For offshore financial market investors, India’s first International Financial Services Center (IFSC) has been set up at Gujarat International Financial Tec-City (GIFT City) near Ahmedabad. Recent changes in tax regulations include the waiver of several tax liabilities like goods and services tax (GST), dividend distribution tax, and capital gains tax for entities operating in the IFSC GIFT City. According to tax experts, Category III alternative investment funds (AIF) setting up in IFSC GIFT City will benefit from zero tax on bond trading and zero tax on derivative trading, which is in line with offshore treaties. GIFT City is modelled along the hybrid structure of Singapore’s financial center.
Additionally, a Diamond Research and Mercantile (DREAM) City is also being developed close to Surat district in the state, to promote diamond trading from Gujarat at an estimated project cost of INR 24000 million. Spread over 2,000 acres, DREAM City will house an International Diamond Trading Hub and a Diamond Bourse.
What makes Rajasthan a top attraction for corporate investments?
Rajasthan, India's largest state by area, borders Punjab, Haryana, Uttar Pradesh, Madhya Pradesh, and Gujarat, five other significant Indian states. Around 40 percent of the Indian market is accessible through this state's bordering states, and it also acts as a vital transportation link between the northern Indian states and the ports along India's western coast.
Rajasthan has a workforce that is highly skilled and supported by a large English-speaking talent pool. In FY 2021, the service sector contributed around 45 percent of the state's gross value added (GVA) at current prices, while the agricultural sector made up about 30 percent.
With 82 major and minor minerals, Rajasthan is the second largest mineral producing state in India and produces more minerals than any other state in India. Rajasthan boasts of being the top producer of limestone, copper ore, silver, rock phosphate, and gypsum, in addition to being the only producer of zinc and lead in the nation and the greatest producer of marble.

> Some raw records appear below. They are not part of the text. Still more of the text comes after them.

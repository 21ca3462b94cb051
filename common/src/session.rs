use crate::frames::{FrameSink, ItemId, LoadError, Loader, SaveOutcome};
use crate::playback::{EndOfStream, PlaybackEngine, StepBounds};
use crate::report::Reporter;
use std::sync::Arc;

/// Everything command handlers may touch. Owned by the event loop and handed
/// to the dispatcher by `&mut` for each key.
pub struct Session {
    engine: PlaybackEngine,
    loader: Box<dyn Loader>,
    sink: Box<dyn FrameSink>,
    reporter: Reporter,
    running: bool,
}

impl Session {
    pub fn new(
        engine: PlaybackEngine,
        loader: Box<dyn Loader>,
        sink: Box<dyn FrameSink>,
        reporter: Reporter,
    ) -> Self {
        Self {
            engine,
            loader,
            sink,
            reporter,
            running: true,
        }
    }

    pub fn engine(&self) -> &PlaybackEngine {
        &self.engine
    }

    pub fn engine_mut(&mut self) -> &mut PlaybackEngine {
        &mut self.engine
    }

    pub fn is_running(&self) -> bool {
        self.running
    }

    /// Look up `input` as an item id and bind it. On failure the current
    /// binding is left alone.
    pub fn load_item(&mut self, input: &str) {
        let id: ItemId = match input.parse() {
            Ok(id) => id,
            Err(_) => {
                self.reporter.status(format!("Invalid item id '{}'", input));
                return;
            }
        };

        match self.loader.lookup(id) {
            Ok(source) => {
                let frames = source.len();
                self.engine.load(Arc::new(source));
                if self.engine.source().is_some() {
                    self.reporter
                        .status(format!("Loaded item {} ({} frames)", id, frames));
                } else {
                    self.reporter.status(format!("Item {} has no frames", id));
                }
            }
            Err(LoadError::NotFound(id)) => {
                self.reporter.status(format!("Item {} not found", id));
            }
            Err(err) => {
                log::warn!("loading item {} failed: {:?}", id, err);
                self.reporter.status(format!("Failed to load item {}: {}", id, err));
            }
        }
    }

    pub fn goto_frame(&mut self, input: &str) {
        if self.engine.source().is_none() {
            return;
        }
        match input.trim().parse::<usize>() {
            Ok(index) => self.engine.seek(index),
            Err(_) => self.reporter.status(format!("Invalid frame '{}'", input)),
        }
    }

    /// Pause, write the current frame unless it was saved before, then step
    /// to the next frame.
    pub fn save_frame(&mut self) {
        let Some(source) = self.engine.source() else {
            return;
        };
        let item = source.item_id();

        self.engine.pause();
        let Some(index) = self.engine.current_index() else {
            return;
        };
        let Some(frame) = self.engine.current_frame() else {
            return;
        };

        match self.sink.save_frame(item, index, frame) {
            Ok(SaveOutcome::Saved(path)) => {
                self.reporter.status(format!("Saved {}", path.display()));
            }
            Ok(SaveOutcome::Skipped(path)) => {
                log::debug!("{} already exists, not overwriting", path.display());
            }
            Err(err) => {
                log::warn!("saving frame {} of item {} failed: {:?}", index, item, err);
                self.reporter.status(format!("Save failed: {}", err));
            }
        }

        self.engine.next_frame();
    }

    pub fn toggle_loop(&mut self) {
        let mut policy = self.engine.policy();
        policy.end_of_stream = match policy.end_of_stream {
            EndOfStream::Stop => EndOfStream::Loop,
            EndOfStream::Loop => EndOfStream::Stop,
        };
        self.engine.set_policy(policy);
    }

    pub fn toggle_wrap(&mut self) {
        let mut policy = self.engine.policy();
        policy.step_bounds = match policy.step_bounds {
            StepBounds::Clamp => StepBounds::Wrap,
            StepBounds::Wrap => StepBounds::Clamp,
        };
        self.engine.set_policy(policy);
    }

    pub fn exit(&mut self) {
        self.engine.stop();
        self.running = false;
    }
}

The leading industries of Rajasthan other than mining and minerals are agri-processing, automotive, IT/ITES, petrochemicals, renewable energy, textiles, etc. More than 100 automotive and auto-component manufacturing units as well as about 850 factories in the food processing sector are located in the state.
Rajasthan economic profile
Rajasthan's GSDP reached INR 11.96 trillion in FY 2022, up 11.06 percent y-o-y. The state's per-capita income was INR 1,35,000 during that time.
In FY 2021, the service sector generated almost 45 percent of the state's gross value added (GVA) at current prices, compared to the agriculture sector's 30 percent contribution.
Rajasthan is dominating India's clean energy sector in terms of renewable energy, with the highest installed solar generation capacity (over 13,000 MW). Rajasthan is home to the largest solar park in the world, a 2245 MW facility near Bhadla.
Adani recently announced investments worth INR 650 billion in Rajasthan over the course of the following five to seven years for the construction of a massive 10,000 MW solar power capacity, the expansion of a cement plant, and the modernization of Jaipur Airport. These investments were made at the Invest Rajasthan 2022 Summit.
Additionally, according to data from Invest India, during the period from October 2019 to September 2022, Rajasthan received FDI inflows of US$1.88 billion.